Position regarding AS-30/31/32

As per the current position AS-30, 31, 32 on Financial Instruments have not been notified under the Companies (Accounting Standards) Rules, 2006; hence, early application of these standards by a company is encouraged only subject to compliance of the of the other notified Accounting Standards such as AS-11, AS-13 and other applicable regulatory requirements which would prevail over AS-30, 31 and 32. If a company has early adopted Accounting Standards AS-30, 31 and 32, it could have challenges in presenting the financial statements as per the Revised Schedule VI.
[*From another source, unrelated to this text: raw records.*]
//! Error hierarchy for the watch index
//!
//! Structural operations either complete or fail as a unit: when an
//! operation returns an error the tree is exactly as it was before the call.
//! Missing keys on delete and duplicate keys on insert are not errors.

use config::ConfigError;

use crate::Key;

#[doc(hidden)]
pub type Result<T> = std::result::Result<T, Error>;

#[derive(Debug, thiserror::Error)]
pub enum Error {
    /// Failures reported by the readiness notifier
    #[error(transparent)]
    Watch(#[from] WatchError),

    /// Configuration loading or validation failures
    #[error(transparent)]
    Config(#[from] ConfigError),

    /// Driver I/O failures
    #[error(transparent)]
    Io(#[from] std::io::Error),

    /// A structural invariant does not hold
    #[error("Index corrupted: {0}")]
    Corrupted(String),
}

#[derive(Debug, thiserror::Error)]
pub enum WatchError {
    /// The notifier refused to create a watch for the key
    #[error("Failed to register watch for key {key}: {reason}")]
    Registration { key: Key, reason: String },

    /// The notifier has no room for another watch
    #[error("Watch capacity exhausted ({limit} live watches)")]
    Capacity { limit: usize },

    /// The notifier does not know the handle being released
    #[error("Failed to deregister watch {watch_id}: {reason}")]
    Deregistration { watch_id: u64, reason: String },
}
//! Readiness watches owned by index entries
//!
//! A [`Watch`] is the index's side of a registration with an external
//! readiness notifier. It is created when a node is created and consumed
//! when that node is destroyed; it is neither `Clone` nor `Copy`, so each
//! registration is released at most once.
//!
//! The notifier hands back the watched key as the callback context. The
//! owner of the index resolves that key against its current root (see
//! [`crate::WatchIndex::dispatch`]); no registration ever captures a root.

mod local;
pub use local::*;


use std::fmt;

#[cfg(test)]
use mockall::automock;
use tracing::trace;
use tracing::warn;

use crate::Key;
use crate::Result;
use crate::WatchError;
use crate::WatchIndex;

/// Callback run when a watched key becomes ready.
///
/// Receives the index that owns the entry, so it can insert or remove
/// entries through the current root.
pub type OnReady = fn(&mut WatchIndex, Key, Readiness) -> Result<()>;

/// What the notifier observed on a key
#[derive(Debug, Clone, Copy, PartialEq, Eq)]
pub enum Readiness {
    Readable,
    Writable,
    /// Peer closed; the entry is expected to go away
    Hangup,
}

/// Opaque handle issued by a [`Notifier`]
#[derive(Debug, PartialEq, Eq, Hash)]
pub struct WatchId(u64);

impl WatchId {
    pub fn new(raw: u64) -> Self {
        Self(raw)
    }

    pub fn as_raw(&self) -> u64 {
        self.0
    }
}

/// Registration capability of the external readiness notifier
#[cfg_attr(test, automock)]
pub trait Notifier {
    /// Starts watching `key`; the notifier reports readiness back with `key`.
    fn register(
        &mut self,
        key: Key,
        on_ready: OnReady,
    ) -> std::result::Result<WatchId, WatchError>;

    /// Stops the watch. The handle is consumed and never seen again.
    fn deregister(
        &mut self,
        watch: WatchId,
    ) -> std::result::Result<(), WatchError>;
}

pub struct Watch {
    id: WatchId,
    key: Key,
    on_ready: OnReady,
}

impl Watch {
    pub(crate) fn register<N: Notifier + ?Sized>(
        notifier: &mut N,
        key: Key,
        on_ready: OnReady,
    ) -> Result<Self> {
        let id = notifier.register(key, on_ready)?;
        trace!(key, watch_id = id.as_raw(), "watch registered");
        Ok(Self { id, key, on_ready })
    }

    /// Deregisters the watch. A notifier failure is logged; the handle is
    /// gone either way.
    pub(crate) fn release<N: Notifier + ?Sized>(
        self,
        notifier: &mut N,
    ) {
        let Watch { id, key, .. } = self;
        let watch_id = id.as_raw();

        match notifier.deregister(id) {
            Ok(()) => trace!(key, watch_id, "watch released"),
            Err(e) => warn!(key, watch_id, "failed to release watch: {}", e),
        }
    }

    pub fn id(&self) -> &WatchId {
        &self.id
    }

    /// Key the watch was registered for
    pub fn key(&self) -> Key {
        self.key
    }

    pub fn on_ready(&self) -> OnReady {
        self.on_ready
    }
}

impl fmt::Debug for Watch {
    fn fmt(
        &self,
        f: &mut fmt::Formatter<'_>,
    ) -> fmt::Result {
        f.debug_struct("Watch").field("id", &self.id).field("key", &self.key).finish()
    }
}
For example, for an entity which has early adopted AS-30, 31, and 32, presentation of preference shares and determination of its status as liability or equity based on the economic substance could be an issue for dealing with the presentation requirements of Revised Schedule VI. This has been clarified by the ICAI vide its Guidance Note on Revised Schedule VI (Para 8.1.1.4) that since Accounting Standards AS-30 Financial Instruments: Recognition and Measurement, AS-31 and AS- 32 Financial Instruments: Disclosures are yet to be notified and section 85(1) of the Act refers to Preference Shares as a kind of share capital, Preference Shares will have to be classified as Share Capital.
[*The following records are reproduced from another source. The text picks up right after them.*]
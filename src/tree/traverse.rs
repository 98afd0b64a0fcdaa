use super::node::Color;
use super::node::Direction;
use super::node::Key;
use super::node::Node;

/// In-order walk over `(key, color)` pairs.
///
/// Keeps its own stack of pending ancestors, so the walk never recurses.
pub struct Iter<'a> {
    stack: Vec<&'a Node>,
    remaining: usize,
}

impl<'a> Iter<'a> {
    pub(crate) fn new(
        root: Option<&'a Node>,
        len: usize,
    ) -> Self {
        let mut iter = Self {
            stack: Vec::new(),
            remaining: len,
        };
        iter.descend_left(root);
        iter
    }

    fn descend_left(
        &mut self,
        mut link: Option<&'a Node>,
    ) {
        while let Some(node) = link {
            self.stack.push(node);
            link = node[Direction::Left].as_deref();
        }
    }
}

impl Iterator for Iter<'_> {
    type Item = (Key, Color);

    fn next(&mut self) -> Option<Self::Item> {
        let node = self.stack.pop()?;
        self.descend_left(node[Direction::Right].as_deref());
        self.remaining = self.remaining.saturating_sub(1);
        Some((node.key, node.color))
    }

    fn size_hint(&self) -> (usize, Option<usize>) {
        (self.remaining, Some(self.remaining))
    }
}

impl ExactSizeIterator for Iter<'_> {}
Considering the above and the legal status of Accounting Standards AS-30, 31 and 32 which is recommendatory pending Notification by the Government, careful consideration has to be given with respect to the conflicts, if any, in the presentation between the same and the Revised Schedule VI which is part of the Companies Act, 1956.
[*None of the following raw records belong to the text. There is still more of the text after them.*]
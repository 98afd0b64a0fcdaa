//! Helpers shared by the unit tests
mod common;
mod mock;

pub use common::*;
pub use mock::*;
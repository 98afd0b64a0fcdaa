use config::ConfigError;
use serde::Deserialize;
use serde::Serialize;

use crate::Error;
use crate::Result;

#[derive(Debug, Serialize, Deserialize, Clone)]
pub struct NotifierConfig {
    /// Upper bound on live watches; registrations beyond it are refused
    #[serde(default = "default_max_watches")]
    pub max_watches: usize,
}

impl Default for NotifierConfig {
    fn default() -> Self {
        Self {
            max_watches: default_max_watches(),
        }
    }
}

impl NotifierConfig {
    pub fn validate(&self) -> Result<()> {
        if self.max_watches == 0 {
            return Err(Error::Config(ConfigError::Message(
                "notifier.max_watches must be greater than 0".into(),
            )));
        }
        Ok(())
    }
}

fn default_max_watches() -> usize {
    10_000
}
Dealing with the requirements from other statutes

If there are any disclosure requirements which emanate from other statutes, the same needs to be provided in addition to the other disclosure requirements stipulated under Revised Schedule VI. For example, the disclosure requirements related to outstanding dues to micro small and medium enterprises should be disclosed in accordance with the Micro Small and Medium Enterprises Development Act, 2006. The same position would continue in the case of disclosures required under the Listing Agreements with the stock exchanges.

Conclusion

Introduction of the Revised Schedule VI is a path-breaking initiative for the Indian corporate world in the era of globalisation. The changes brought out in the financial reporting through the Revised Schedule VI cannot be considered as a simple exercise of representation of numbers in a different format, but requires careful consideration of various factors duly reflecting the business considerations and the investor expectations. There is no doubt that application of the Revised Schedule VI is intended to bring the disclosure requirements of the Indian corporate financial statements in line with the prevailing international practice. The Indian corporates are in the process of responding to the expectations of the Regulators swiftly by gearing themselves to adapt to the new environment of financial disclosures. In this process, there are bound to be various challenges and implementation issues and hence would naturally lead to enhanced learning/experience. By way of properly planning and navigating the financial reporting exercise with utmost care and attention, and taking best use of the available guidance, the implementation challenges can be well managed.